* [INPUT MATERIAL]
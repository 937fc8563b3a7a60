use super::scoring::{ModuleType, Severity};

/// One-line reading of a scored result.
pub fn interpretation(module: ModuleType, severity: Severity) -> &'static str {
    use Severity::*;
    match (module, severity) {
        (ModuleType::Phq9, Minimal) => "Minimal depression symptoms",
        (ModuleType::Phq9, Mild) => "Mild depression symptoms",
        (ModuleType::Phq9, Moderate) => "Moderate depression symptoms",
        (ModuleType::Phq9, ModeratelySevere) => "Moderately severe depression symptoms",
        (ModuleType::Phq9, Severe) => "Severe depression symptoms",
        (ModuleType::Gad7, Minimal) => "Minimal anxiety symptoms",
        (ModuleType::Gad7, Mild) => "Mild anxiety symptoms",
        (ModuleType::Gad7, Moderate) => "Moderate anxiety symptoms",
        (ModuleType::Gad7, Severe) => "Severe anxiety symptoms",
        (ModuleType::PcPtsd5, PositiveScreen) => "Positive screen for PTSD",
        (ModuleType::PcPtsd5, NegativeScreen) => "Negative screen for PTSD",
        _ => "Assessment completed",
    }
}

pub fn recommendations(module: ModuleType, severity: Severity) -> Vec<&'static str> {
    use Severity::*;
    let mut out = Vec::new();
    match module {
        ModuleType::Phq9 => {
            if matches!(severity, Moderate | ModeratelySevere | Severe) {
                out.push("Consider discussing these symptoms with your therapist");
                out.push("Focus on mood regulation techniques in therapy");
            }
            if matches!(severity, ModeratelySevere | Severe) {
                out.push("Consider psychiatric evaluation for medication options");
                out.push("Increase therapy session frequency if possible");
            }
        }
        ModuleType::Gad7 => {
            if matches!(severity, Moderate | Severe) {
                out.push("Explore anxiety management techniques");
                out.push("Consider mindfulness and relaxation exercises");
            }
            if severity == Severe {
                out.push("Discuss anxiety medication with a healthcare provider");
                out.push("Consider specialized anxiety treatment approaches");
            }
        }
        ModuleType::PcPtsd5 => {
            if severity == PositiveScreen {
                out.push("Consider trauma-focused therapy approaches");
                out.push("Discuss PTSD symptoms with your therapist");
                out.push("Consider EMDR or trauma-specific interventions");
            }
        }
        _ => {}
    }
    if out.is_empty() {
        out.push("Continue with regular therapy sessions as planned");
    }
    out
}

* [EXERCISE DETAILS] Transcribe the records in full, keeping every character as it is.

* [TASK RESPONSE]
repository 937fc8563b3a7a60
use super::scoring::{ModuleType, Severity};

/// One-line reading of a scored result.
pub fn interpretation(module: ModuleType, severity: Severity) -> &'static str {
    use Severity::*;
    match (module, severity) {
        (ModuleType::Phq9, Minimal) => "Minimal depression symptoms",
        (ModuleType::Phq9, Mild) => "Mild depression symptoms",
        (ModuleType::Phq9, Moderate) => "Moderate depression symptoms",
        (ModuleType::Phq9, ModeratelySevere) => "Moderately severe depression symptoms",
        (ModuleType::Phq9, Severe) => "Severe depression symptoms",
        (ModuleType::Gad7, Minimal) => "Minimal anxiety symptoms",
        (ModuleType::Gad7, Mild) => "Mild anxiety symptoms",
        (ModuleType::Gad7, Moderate) => "Moderate anxiety symptoms",
        (ModuleType::Gad7, Severe) => "Severe anxiety symptoms",
        (ModuleType::PcPtsd5, PositiveScreen) => "Positive screen for PTSD",
        (ModuleType::PcPtsd5, NegativeScreen) => "Negative screen for PTSD",
        _ => "Assessment completed",
    }
}

pub fn recommendations(module: ModuleType, severity: Severity) -> Vec<&'static str> {
    use Severity::*;
    let mut out = Vec::new();
    match module {
        ModuleType::Phq9 => {
            if matches!(severity, Moderate | ModeratelySevere | Severe) {
                out.push("Consider discussing these symptoms with your therapist");
                out.push("Focus on mood regulation techniques in therapy");
            }
            if matches!(severity, ModeratelySevere | Severe) {
                out.push("Consider psychiatric evaluation for medication options");
                out.push("Increase therapy session frequency if possible");
            }
        }
        ModuleType::Gad7 => {
            if matches!(severity, Moderate | Severe) {
                out.push("Explore anxiety management techniques");
                out.push("Consider mindfulness and relaxation exercises");
            }
            if severity == Severe {
                out.push("Discuss anxiety medication with a healthcare provider");
                out.push("Consider specialized anxiety treatment approaches");
            }
        }
        ModuleType::PcPtsd5 => {
            if severity == PositiveScreen {
                out.push("Consider trauma-focused therapy approaches");
                out.push("Discuss PTSD symptoms with your therapist");
                out.push("Consider EMDR or trauma-specific interventions");
            }
        }
        _ => {}
    }
    if out.is_empty() {
        out.push("Continue with regular therapy sessions as planned");
    }
    out
}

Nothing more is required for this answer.